DATASET:
impl WorldEntityInfoDecoder {
    pub fn entity(&self, index: usize) -> Option<TrackedEntity> {
        self.tracked.iter().copied().find(|e| e.index == index)
    }

    pub fn decode(&mut self, payload: &[u8]) -> Result<Vec<Seen>> {
        use crate::worldentity::{MASK_MOVED, MASK_TELEPORTED, MASK_TURNED};

        let mut buf = payload;
        let mut seen = Vec::new();
        if read_g1(&mut buf)? as usize != self.tracked.len() {
            return Err(malformed("tracked count mismatch"));
        }
        let mut next = Vec::with_capacity(self.tracked.len());
        for &entity in &self.tracked {
            let mask = read_g1(&mut buf)?;
            if mask == 0 {
                seen.push(Seen::Removed(entity.index));
                continue;
            }
            let mut entity = entity;
            if mask & MASK_MOVED != 0 {
                let dx = read_g1s(&mut buf)? as i32;
                let dz = read_g1s(&mut buf)? as i32;
                entity.coord = entity.coord.translate(dx, dz, 0)?;
                seen.push(Seen::Walk(entity.index, 0));
            }
            if mask & MASK_TELEPORTED != 0 {
                entity.coord = CoordGrid::from_packed(read_g4(&mut buf)? as u32);
                seen.push(Seen::Teleport(entity.index));
            }
            if mask & MASK_TURNED != 0 {
                entity.angle = read_g2(&mut buf)?;
                seen.push(Seen::Updated(entity.index));
            }
            next.push(entity);
        }
        for _ in 0..read_g1(&mut buf)? {
            let index = read_g2(&mut buf)? as usize;
            let size = (read_g1(&mut buf)?, read_g1(&mut buf)?);
            let coord = CoordGrid::from_packed(read_g4(&mut buf)? as u32);
            let angle = read_g2(&mut buf)?;
            next.push(TrackedEntity {
                index,
                coord,
                angle,
                size,
            });
            seen.push(Seen::Added(index));
        }
        if buf.has_remaining() {
            return Err(malformed(format!("{} trailing bytes", buf.remaining())));
        }
        self.tracked = next;
        Ok(seen)
    }
}
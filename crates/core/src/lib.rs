//! tilesync core - fundamental types shared by every crate

mod error;
mod types;
mod coord;

pub use error::*;
pub use types::*;
pub use coord::*;
//! # tilesync protocol
//!
//! Wire-level building blocks shared by every info protocol.
//!
//! ## Modules
//!
//! ### Bit buffer ([`bitbuf`])
//! MSB-first bit writer/reader used for movement records, plus a register
//! scratch for records computed once and copied into many packets.
//!
//! ### Codecs ([`codecs`])
//! Byte writers and readers for extended info fields, including the
//! `add`/`neg`/`sub` transforms some platforms apply.
//!
//! ### Movement tables ([`movement`])
//! Compile-time delta to compass opcode tables for one- and two-tile steps.
//!
//! ### Frames ([`frame`])
//! Server packet ids, frame kinds and their payload ceilings.
//!
//! ### Buffer recycler ([`recycler`])
//! Deferred release of buffers shared across observers and the pipeline.
//!
//! ## Usage Example
//!
//! ```rust
//! use bytes::BytesMut;
//! use tilesync_protocol::{BitReader, BitWriter, Step};
//!
//! let mut buf = BytesMut::new();
//! let mut writer = BitWriter::new(&mut buf, 16);
//! writer.p_bits(1, 1).unwrap();
//! if let Some(Step::Walk(opcode)) = Step::resolve(1, 0) {
//!     writer.p_bits(3, opcode).unwrap();
//! }
//! writer.finish();
//!
//! let mut reader = BitReader::new(&buf);
//! assert_eq!(reader.g_bits(1).unwrap(), 1);
//! assert_eq!(reader.g_bits(3).unwrap(), 4);
//! ```

pub mod bitbuf;
pub mod codecs;
pub mod frame;
pub mod movement;
pub mod recycler;

// Re-export commonly used items
pub use bitbuf::*;
pub use codecs::*;
pub use frame::*;
pub use movement::*;
pub use recycler::*;
//! Low-resolution position repository
//!
//! Every player slot has a coarse 18-bit position that all observers keep
//! for the players they do not track in high resolution. The repository
//! holds the authoritative value per slot and which slots changed since the
//! last roll.

use crate::flags::BitSet;
use tilesync_core::{CoordGrid, LowResPosition};

#[derive(Debug, Clone)]
pub struct LowResPositionRepository {
    current: Vec<LowResPosition>,
    previous: Vec<LowResPosition>,
    changed: BitSet,
}

impl LowResPositionRepository {
    pub fn new(capacity: usize) -> Self {
        Self {
            current: vec![LowResPosition::default(); capacity],
            previous: vec![LowResPosition::default(); capacity],
            changed: BitSet::new(capacity),
        }
    }

    #[inline]
    pub fn capacity(&self) -> usize {
        self.current.len()
    }

    /// Record the low-res position for the coordinate of slot `index`
    ///
    /// # Returns
    /// `true` if the stored value changed
    pub fn update(&mut self, index: usize, coord: CoordGrid) -> bool {
        if !coord.is_valid() {
            return false;
        }
        let Some(slot) = self.current.get_mut(index) else {
            return false;
        };
        let position = coord.low_res();
        if *slot == position {
            return false;
        }
        *slot = position;
        if position != self.previous[index] {
            self.changed.set(index);
        } else {
            self.changed.unset(index);
        }
        true
    }

    #[inline]
    pub fn get(&self, index: usize) -> LowResPosition {
        self.current.get(index).copied().unwrap_or_default()
    }

    #[inline]
    pub fn previous(&self, index: usize) -> LowResPosition {
        self.previous.get(index).copied().unwrap_or_default()
    }

    /// Slots whose position differs from the last roll
    pub fn changed(&self) -> impl Iterator<Item = usize> + '_ {
        self.changed.iter()
    }

    /// End of tick: the current positions become the reference
    pub fn roll(&mut self) {
        for index in self.changed.iter() {
            self.previous[index] = self.current[index];
        }
        self.changed.clear();
    }
}
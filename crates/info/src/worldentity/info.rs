//! Per-observer world entity info
//!
//! # Packet layout
//!
//! World entity packets are byte oriented:
//!
//! ```text
//! u8                     number of entities tracked at tick start
//! per tracked entity     u8 mask, then the fields its bits select:
//!                          0           removed
//!                          PRESENT     always set for a retained entity
//!                          MOVED       i8 dx, i8 dz
//!                          TURNED      u16 angle
//!                          TELEPORTED  u32 packed coordinate
//! u8                     number of added entities
//! per added entity       u16 index, u8 size x, u8 size z, u32 packed
//!                        coordinate, u16 angle
//! ```

use super::avatar::WorldEntityAvatar;
use crate::engine::ProtocolStats;
use bytes::BytesMut;
use std::sync::Arc;
use tilesync_core::{AvatarPriority, CoordGrid, Platform, Result, SyncError};
use tilesync_protocol::{write_p1, write_p2, write_p4, BufferRecycler, InfoPacket, ServerProt};
use tilesync_world::{AvatarPool, BitSet, BuildArea};

/// Bytes below the ceiling kept free for removal records
pub const WORLD_ENTITY_REMOVAL_RESERVE: usize = 256;

pub const MASK_PRESENT: u8 = 0x1;
pub const MASK_MOVED: u8 = 0x2;
pub const MASK_TURNED: u8 = 0x4;
pub const MASK_TELEPORTED: u8 = 0x8;

/// Bytes of one add record
const ADD_RECORD_LEN: usize = 10;

#[derive(Debug, Clone)]
pub struct WorldEntityLimits {
    pub add_limit: usize,
    pub max_high_res: usize,
    pub view_distance: u32,
    pub build_area_zones: u16,
    pub max_packet_size: usize,
}

pub(crate) struct WorldEntityFrame<'a> {
    pub avatars: &'a AvatarPool<WorldEntityAvatar>,
    pub limits: &'a WorldEntityLimits,
    pub recycler: &'a BufferRecycler,
    pub released: &'a BitSet,
}

#[derive(Debug, Clone, Copy, PartialEq, Eq)]
struct Entry {
    index: usize,
    known: CoordGrid,
    angle: u16,
}

/// Change of one tracked entity since this observer last heard of it
#[derive(Debug, Clone, Copy, PartialEq, Eq)]
enum Change {
    Moved(i8, i8),
    Teleported(CoordGrid),
}

impl Change {
    fn between(from: CoordGrid, to: CoordGrid, jump: bool) -> Option<Self> {
        if !jump && from == to {
            return None;
        }
        if jump || !from.is_valid() || from.level() != to.level() {
            return Some(Change::Teleported(to));
        }
        let (dx, dz) = from.delta_to(to);
        match (i8::try_from(dx), i8::try_from(dz)) {
            (Ok(dx), Ok(dz)) => Some(Change::Moved(dx, dz)),
            _ => Some(Change::Teleported(to)),
        }
    }
}

/// World entities one player observer is tracking
pub struct WorldEntityInfo {
    observer: usize,
    platform: Platform,
    coord: CoordGrid,
    build_area: BuildArea,
    view_distance: u32,
    high_res: Vec<Entry>,
    next: Vec<Entry>,
    tracked: BitSet,
    stale: BitSet,
    candidates: Vec<(AvatarPriority, u32, usize)>,
    packet: Option<InfoPacket>,
    last_bytes: usize,
    deferred: usize,
    aborted: bool,
}

impl WorldEntityInfo {
    pub(crate) fn new(
        observer: usize,
        coord: CoordGrid,
        platform: Platform,
        capacity: usize,
        limits: &WorldEntityLimits,
    ) -> Self {
        Self {
            observer,
            platform,
            coord,
            build_area: BuildArea::centered(coord, limits.build_area_zones),
            view_distance: limits.view_distance,
            high_res: Vec::new(),
            next: Vec::new(),
            tracked: BitSet::new(capacity),
            stale: BitSet::new(capacity),
            candidates: Vec::new(),
            packet: None,
            last_bytes: 0,
            deferred: 0,
            aborted: false,
        }
    }

    #[inline]
    pub fn observer(&self) -> usize {
        self.observer
    }

    #[inline]
    pub fn platform(&self) -> Platform {
        self.platform
    }

    pub fn tracked(&self) -> impl Iterator<Item = usize> + '_ {
        self.high_res.iter().map(|e| e.index)
    }

    #[inline]
    pub fn is_tracking(&self, index: usize) -> bool {
        self.tracked.get(index)
    }

    /// Coordinate this observer last received for entity `index`
    pub fn known_coord(&self, index: usize) -> Option<CoordGrid> {
        self.high_res.iter().find(|e| e.index == index).map(|e| e.known)
    }

    pub fn take_packet(&mut self) -> Option<InfoPacket> {
        self.packet.take()
    }

    pub(crate) fn stats(&self, stats: &mut ProtocolStats) {
        stats.observers += 1;
        stats.packets += self.packet.is_some() as usize;
        stats.bytes += self.last_bytes;
        stats.deferred += self.deferred;
        stats.aborted += self.aborted as usize;
    }

    pub(crate) fn sync(&mut self, coord: CoordGrid) {
        self.coord = coord;
        self.build_area.follow(coord);
    }

    #[inline]
    fn in_view(&self, coord: CoordGrid) -> bool {
        self.coord.in_distance(coord, self.view_distance) && self.build_area.contains(coord)
    }

    pub(crate) fn compute(&mut self, frame: &WorldEntityFrame<'_>) {
        self.packet = None;
        self.last_bytes = 0;
        self.deferred = 0;
        self.aborted = false;
        if !self.coord.is_valid() {
            return;
        }

        self.next.clear();
        let mut payload = frame.recycler.alloc(64);
        let result = self.encode(&mut payload, frame).and_then(|()| {
            if payload.len() > frame.limits.max_packet_size {
                return Err(SyncError::PacketTooLarge {
                    size: payload.len(),
                    limit: frame.limits.max_packet_size,
                });
            }
            ServerProt::WorldEntityInfo.frame().check(payload.len())
        });

        match result {
            Ok(()) => {
                std::mem::swap(&mut self.high_res, &mut self.next);
                self.stale.clear();
                self.last_bytes = payload.len();
                let payload = Arc::new(payload);
                frame.recycler.retire(Arc::clone(&payload));
                self.packet = Some(InfoPacket::new(ServerProt::WorldEntityInfo, payload));
            }
            Err(e) => {
                tracing::warn!("World entity info for observer {} aborted: {}", self.observer, e);
                self.tracked.clear();
                for entry in &self.high_res {
                    self.tracked.set(entry.index);
                    if frame.released.get(entry.index) {
                        self.stale.set(entry.index);
                    }
                }
                self.aborted = true;
            }
        }
    }

    fn encode(&mut self, out: &mut BytesMut, frame: &WorldEntityFrame<'_>) -> Result<()> {
        let soft = frame
            .limits
            .max_packet_size
            .saturating_sub(WORLD_ENTITY_REMOVAL_RESERVE);
        let mut overflow = false;

        write_p1(out, self.high_res.len() as i32);
        let list = std::mem::take(&mut self.high_res);
        for entry in &list {
            let avatar = frame
                .avatars
                .get(entry.index)
                .filter(|a| !self.stale.get(entry.index) && self.in_view(a.coord()));
            let Some(avatar) = avatar else {
                write_p1(out, 0);
                self.tracked.unset(entry.index);
                continue;
            };

            let change = Change::between(entry.known, avatar.coord(), avatar.is_jumping());
            let turned = avatar.angle() != entry.angle;
            let cost = 1
                + match change {
                    Some(Change::Moved(..)) => 2,
                    Some(Change::Teleported(_)) => 4,
                    None => 0,
                }
                + if turned { 2 } else { 0 };
            if overflow || (cost > 1 && out.len() + cost > soft) {
                overflow = true;
                write_p1(out, MASK_PRESENT as i32);
                self.next.push(*entry);
                if change.is_some() || turned {
                    self.deferred += 1;
                }
                continue;
            }

            let mut mask = MASK_PRESENT;
            match change {
                Some(Change::Moved(..)) => mask |= MASK_MOVED,
                Some(Change::Teleported(_)) => mask |= MASK_TELEPORTED,
                None => {}
            }
            if turned {
                mask |= MASK_TURNED;
            }
            write_p1(out, mask as i32);
            match change {
                Some(Change::Moved(dx, dz)) => {
                    write_p1(out, dx as i32);
                    write_p1(out, dz as i32);
                }
                Some(Change::Teleported(coord)) => write_p4(out, coord.packed() as i32),
                None => {}
            }
            if turned {
                write_p2(out, avatar.angle() as i32);
            }
            self.next.push(Entry {
                index: entry.index,
                known: avatar.coord(),
                angle: avatar.angle(),
            });
        }
        self.high_res = list;

        let count_at = out.len();
        write_p1(out, 0);
        if overflow {
            return Ok(());
        }
        let room = frame
            .limits
            .max_high_res
            .saturating_sub(self.next.len())
            .min(frame.limits.add_limit);
        if room == 0 {
            return Ok(());
        }

        self.candidates.clear();
        if let Some(rect) = self.build_area.clip(self.coord, self.view_distance) {
            for i in frame.avatars.zones().indices_in(rect) {
                if self.tracked.get(i) {
                    continue;
                }
                let Some(avatar) = frame.avatars.get(i) else {
                    continue;
                };
                if self.in_view(avatar.coord()) {
                    self.candidates.push((avatar.priority(), self.coord.chebyshev(avatar.coord()), i));
                }
            }
        }
        self.candidates.sort_unstable();

        let mut added = 0usize;
        for &(_, _, i) in self.candidates.iter().take(room) {
            let Some(avatar) = frame.avatars.get(i) else {
                continue;
            };
            if out.len() + ADD_RECORD_LEN > soft {
                self.deferred += self.candidates.len().min(room) - added;
                break;
            }
            let (size_x, size_z) = avatar.size();
            write_p2(out, i as i32);
            write_p1(out, size_x as i32);
            write_p1(out, size_z as i32);
            write_p4(out, avatar.coord().packed() as i32);
            write_p2(out, avatar.angle() as i32);
            self.tracked.set(i);
            self.next.push(Entry {
                index: i,
                known: avatar.coord(),
                angle: avatar.angle(),
            });
            added += 1;
        }
        out[count_at] = added as u8;
        Ok(())
    }
}
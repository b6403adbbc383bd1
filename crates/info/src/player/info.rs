//! Per-observer player info state and packet encoding
//!
//! # Packet layout
//!
//! ```text
//! high-res section   one unit per slot the observer tracked at tick start
//! low-res section    one unit per other slot
//! (pad to byte)
//! extended info      one block group per record with the ext bit set
//! ```
//!
//! Both bit sections compress runs of untouched slots:
//!
//! ```text
//! skip   0 cc [n-1]     cc = 0: 1 slot, 1: 5 bits, 2: 8 bits, 3: 11 bits
//! ```
//!
//! High-res records are `1 e tt` followed by the type payload:
//!
//! | tt | e = 0 | e = 1 |
//! |----|-------|-------|
//! | 0  | removal: `s` + low-res update if `s` | extended info only |
//! | 1  | walk: 3-bit opcode | same, plus extended info |
//! | 2  | run: 4-bit opcode | same, plus extended info |
//! | 3  | absolute: 2-bit level, 14-bit x, 14-bit z | same, plus extended info |
//!
//! Low-res records are `1 tt`: `0` adds the slot to high resolution
//! (`s` + optional low-res update, 13-bit x, 13-bit z, `e`); `1`-`3` update
//! the slot's low-res position (level delta, + region step, + full region
//! delta).

use super::avatar::PlayerAvatar;
use crate::carry::ExtCarry;
use crate::engine::ProtocolStats;
use crate::extinfo::{PlayerBlock, PlayerEncoders};
use crate::movement::Movement;
use bytes::{BufMut, BytesMut};
use std::sync::Arc;
use tilesync_core::{AvatarPriority, CoordGrid, LowResPosition, Platform, PlatformMap, Result, SyncError};
use tilesync_protocol::{
    single_cell_opcode, BitScratch, BitWriter, BufferRecycler, InfoPacket, ServerProt,
};
use tilesync_world::{AvatarPool, BitSet, BuildArea, DoubleBufferedBits, LowResPositionRepository, ObserverExtFlags};
//! Extended info held back for one observer
//!
//! When the packet ceiling defers a tracked avatar, its extended info for
//! that tick is staged into a group and queued here. Later packets send the
//! queued groups oldest first, one per avatar per packet, in the record's
//! usual extended-info slot.
//!
//! Changes made while a packet is being built only land on
//! [`ExtCarry::commit`]; an aborted packet calls [`ExtCarry::rollback`].

use bytes::BytesMut;
use std::collections::{HashMap, VecDeque};

#[derive(Debug, Default)]
pub(crate) struct ExtCarry {
    groups: HashMap<usize, VecDeque<BytesMut>>,
    sent: Vec<usize>,
    queued: Vec<(usize, BytesMut)>,
    discarded: Vec<usize>,
}

impl ExtCarry {
    /// Oldest group still owed for avatar `index`
    #[inline]
    pub fn front(&self, index: usize) -> Option<&[u8]> {
        self.groups.get(&index)?.front().map(|group| &group[..])
    }

    /// The front group of `index` went out in this packet
    pub fn mark_sent(&mut self, index: usize) {
        self.sent.push(index);
    }

    /// Queue `group` behind whatever `index` already owes
    pub fn queue(&mut self, index: usize, group: BytesMut) {
        self.queued.push((index, group));
    }

    /// `index` left high resolution; nothing it owed is sent any more
    pub fn discard(&mut self, index: usize) {
        self.discarded.push(index);
    }

    /// Groups waiting for a later packet
    pub fn len(&self) -> usize {
        self.groups.values().map(VecDeque::len).sum()
    }

    pub fn commit(&mut self) {
        for index in self.discarded.drain(..) {
            self.groups.remove(&index);
        }
        for index in self.sent.drain(..) {
            if let Some(queue) = self.groups.get_mut(&index) {
                queue.pop_front();
                if queue.is_empty() {
                    self.groups.remove(&index);
                }
            }
        }
        for (index, group) in self.queued.drain(..) {
            self.groups.entry(index).or_default().push_back(group);
        }
    }

    pub fn rollback(&mut self) {
        self.sent.clear();
        self.queued.clear();
        self.discarded.clear();
    }
}
//! # Info engine
//!
//! Owns the player, NPC and world entity protocols, the shared buffer
//! recycler and the worker pool, and drives one tick at a time.
//!
//! ## Tick
//!
//! ```text
//! sync observers -> prepare (x3) -> compute (x3, parallel) -> post_update (x3) -> recycle
//! ```
//!
//! Avatar mutations (`move_to`, extended info setters, spawns) happen between
//! ticks through `&mut self`, so none can overlap the parallel phase.

use crate::extinfo::{desktop, mobile, NpcEncoders, PlayerEncoders};
use crate::npc::NpcInfoProtocol;
use crate::player::PlayerInfoProtocol;
use crate::worldentity::{WorldEntityArgs, WorldEntityInfoProtocol};
use bytes::BytesMut;
use std::sync::Arc;
use tilesync_config::InfoConfig;
use tilesync_core::{CoordGrid, Platform, PlatformMap, Result, SyncError};
use tilesync_protocol::{BufferRecycler, InfoPacket, RecycleStats};

/// Per-protocol totals for one tick
#[derive(Debug, Clone, Copy, Default, PartialEq, Eq)]
pub struct ProtocolStats {
    /// Observers that ran the compute phase
    pub observers: usize,
    /// Packets produced
    pub packets: usize,
    /// Payload bytes produced
    pub bytes: usize,
    /// Avatar updates or adds held back by the packet ceiling
    pub deferred: usize,
    /// Extended info groups queued for a later packet
    pub carried: usize,
    /// Observers whose packet was dropped
    pub aborted: usize,
}

/// Summary of one [`InfoEngine::tick`]
#[derive(Debug, Clone, Copy, Default)]
pub struct TickReport {
    pub tick: u64,
    pub players: ProtocolStats,
    pub npcs: ProtocolStats,
    pub world_entities: ProtocolStats,
    pub recycle: RecycleStats,
}

/// Encoder sets for one platform
pub fn encoders_for(platform: Platform) -> (PlayerEncoders, NpcEncoders) {
    match platform {
        Platform::Desktop => (desktop::player_encoders(), desktop::npc_encoders()),
        Platform::Mobile => (mobile::player_encoders(), mobile::npc_encoders()),
    }
}

pub struct InfoEngine {
    players: PlayerInfoProtocol,
    npcs: NpcInfoProtocol,
    world_entities: WorldEntityInfoProtocol,
    recycler: Arc<BufferRecycler>,
    workers: rayon::ThreadPool,
    tick: u64,
}

impl InfoEngine {
    /// Build an engine for `config`
    ///
    /// # Errors
    /// - `Config` if the configuration is invalid or the worker pool cannot start
    /// - `ExtendedInfo` if a platform layout is inconsistent
    pub fn new(config: &InfoConfig) -> Result<Self> {
        config.validate()?;
        let recycler = Arc::new(BufferRecycler::new(
            config.recycler_pool_size,
            config.recycler_leak_threshold,
        ));

        let mut player_encoders = PlatformMap::new();
        let mut npc_encoders = PlatformMap::new();
        for &platform in &config.platforms {
            let (player, npc) = encoders_for(platform);
            player_encoders.insert(platform, player);
            npc_encoders.insert(platform, npc);
        }

        let mut builder = rayon::ThreadPoolBuilder::new().thread_name(|i| format!("info-worker-{}", i));
        if config.worker_threads > 0 {
            builder = builder.num_threads(config.worker_threads);
        }
        let workers = builder
            .build()
            .map_err(|e| SyncError::Config(format!("worker pool: {}", e)))?;

        tracing::info!(
            "Info engine ready: {} player, {} npc, {} world entity slots on {} workers",
            config.player_capacity,
            config.npc_capacity,
            config.world_entity_capacity,
            workers.current_num_threads()
        );

        Ok(Self {
            players: PlayerInfoProtocol::new(config, player_encoders, Arc::clone(&recycler))?,
            npcs: NpcInfoProtocol::new(config, npc_encoders, Arc::clone(&recycler))?,
            world_entities: WorldEntityInfoProtocol::new(config, Arc::clone(&recycler)),
            recycler,
            workers,
            tick: 0,
        })
    }

    /// Ticks completed so far
    #[inline]
    pub fn current_tick(&self) -> u64 {
        self.tick
    }

    #[inline]
    pub fn recycler(&self) -> &Arc<BufferRecycler> {
        &self.recycler
    }

    #[inline]
    pub fn players(&self) -> &PlayerInfoProtocol {
        &self.players
    }

    #[inline]
    pub fn players_mut(&mut self) -> &mut PlayerInfoProtocol {
        &mut self.players
    }

    #[inline]
    pub fn npcs(&self) -> &NpcInfoProtocol {
        &self.npcs
    }

    #[inline]
    pub fn npcs_mut(&mut self) -> &mut NpcInfoProtocol {
        &mut self.npcs
    }

    #[inline]
    pub fn world_entities(&self) -> &WorldEntityInfoProtocol {
        &self.world_entities
    }

    #[inline]
    pub fn world_entities_mut(&mut self) -> &mut WorldEntityInfoProtocol {
        &mut self.world_entities
    }

    /// Log a player in and register it as an observer of every protocol
    ///
    /// # Returns
    /// The player info init block for the login packet
    pub fn alloc_player(&mut self, index: usize, coord: CoordGrid, platform: Platform) -> Result<BytesMut> {
        let init = self.players.alloc(index, coord, platform)?;
        let observed = self
            .npcs
            .add_observer(index, coord, platform)
            .and_then(|()| self.world_entities.add_observer(index, coord, platform));
        if let Err(e) = observed {
            self.npcs.remove_observer(index);
            self.players.release(index);
            return Err(e);
        }
        Ok(init)
    }

    pub fn release_player(&mut self, index: usize) -> bool {
        self.npcs.remove_observer(index);
        self.world_entities.remove_observer(index);
        self.players.release(index)
    }

    pub fn spawn_npc(&mut self, index: usize, id: u16, coord: CoordGrid, direction: u8) -> Result<()> {
        self.npcs.spawn(index, id, coord, direction)
    }

    pub fn despawn_npc(&mut self, index: usize) -> bool {
        self.npcs.despawn(index)
    }

    pub fn spawn_world_entity(&mut self, index: usize, args: WorldEntityArgs) -> Result<()> {
        self.world_entities.spawn(index, args)
    }

    pub fn despawn_world_entity(&mut self, index: usize) -> bool {
        self.world_entities.despawn(index)
    }

    /// Run one tick and leave a packet per observer per protocol
    pub fn tick(&mut self) -> TickReport {
        for (index, avatar) in self.players.avatars().iter() {
            self.npcs.sync_observer(index, avatar.coord());
            self.world_entities.sync_observer(index, avatar.coord());
        }

        self.players.prepare();
        self.npcs.prepare();

        self.players.compute(&self.workers);
        self.npcs.compute(&self.workers);
        self.world_entities.compute(&self.workers);

        let players = self.players.stats();
        let npcs = self.npcs.stats();
        let world_entities = self.world_entities.stats();

        self.players.post_update();
        self.npcs.post_update();
        self.world_entities.post_update();
        let report = TickReport {
            tick: self.tick,
            players,
            npcs,
            world_entities,
            recycle: self.recycler.cycle(),
        };

        tracing::trace!(
            "Tick {}: players {:?}, npcs {:?}, world entities {:?}, recycle {:?}",
            report.tick,
            report.players,
            report.npcs,
            report.world_entities,
            report.recycle
        );
        self.tick += 1;
        report
    }

    pub fn take_player_packet(&mut self, index: usize) -> Option<InfoPacket> {
        self.players.take_packet(index)
    }

    pub fn take_npc_packet(&mut self, index: usize) -> Option<InfoPacket> {
        self.npcs.take_packet(index)
    }

    pub fn take_world_entity_packet(&mut self, index: usize) -> Option<InfoPacket> {
        self.world_entities.take_packet(index)
    }
}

TASK ITEM:
Copy, from the lines above, each one that holds "ProtocolStats".

ANSWER:
use crate::engine::ProtocolStats;
    pub(crate) fn stats(&self, stats: &mut ProtocolStats) {
use crate::engine::ProtocolStats;
pub struct ProtocolStats {
    pub players: ProtocolStats,
    pub npcs: ProtocolStats,
    pub world_entities: ProtocolStats,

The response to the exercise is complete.